What to work on: Print exactly those lines that run from the beginning of the data to the line bearing "Schedule exactly one", inclusive.

BEGIN Task inputs

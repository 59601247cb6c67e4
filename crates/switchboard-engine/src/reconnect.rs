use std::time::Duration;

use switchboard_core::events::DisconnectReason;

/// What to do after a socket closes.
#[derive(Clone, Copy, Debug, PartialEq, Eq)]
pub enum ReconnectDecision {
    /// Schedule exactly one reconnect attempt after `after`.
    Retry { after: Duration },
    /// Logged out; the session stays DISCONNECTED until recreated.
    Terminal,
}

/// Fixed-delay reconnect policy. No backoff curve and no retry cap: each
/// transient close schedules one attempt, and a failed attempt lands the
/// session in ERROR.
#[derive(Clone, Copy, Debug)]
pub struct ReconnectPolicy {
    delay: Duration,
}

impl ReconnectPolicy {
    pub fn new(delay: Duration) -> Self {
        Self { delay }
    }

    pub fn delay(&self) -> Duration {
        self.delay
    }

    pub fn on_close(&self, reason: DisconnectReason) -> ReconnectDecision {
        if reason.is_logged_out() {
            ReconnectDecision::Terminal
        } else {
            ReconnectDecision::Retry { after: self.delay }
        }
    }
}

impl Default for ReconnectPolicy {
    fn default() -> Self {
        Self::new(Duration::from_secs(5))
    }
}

END Task inputs

Written response:
repository 59601247cb6c67e4
filename crates/switchboard-engine/src/reconnect.rs
use std::time::Duration;

use switchboard_core::events::DisconnectReason;

/// What to do after a socket closes.
#[derive(Clone, Copy, Debug, PartialEq, Eq)]
pub enum ReconnectDecision {
    /// Schedule exactly one reconnect attempt after `after`.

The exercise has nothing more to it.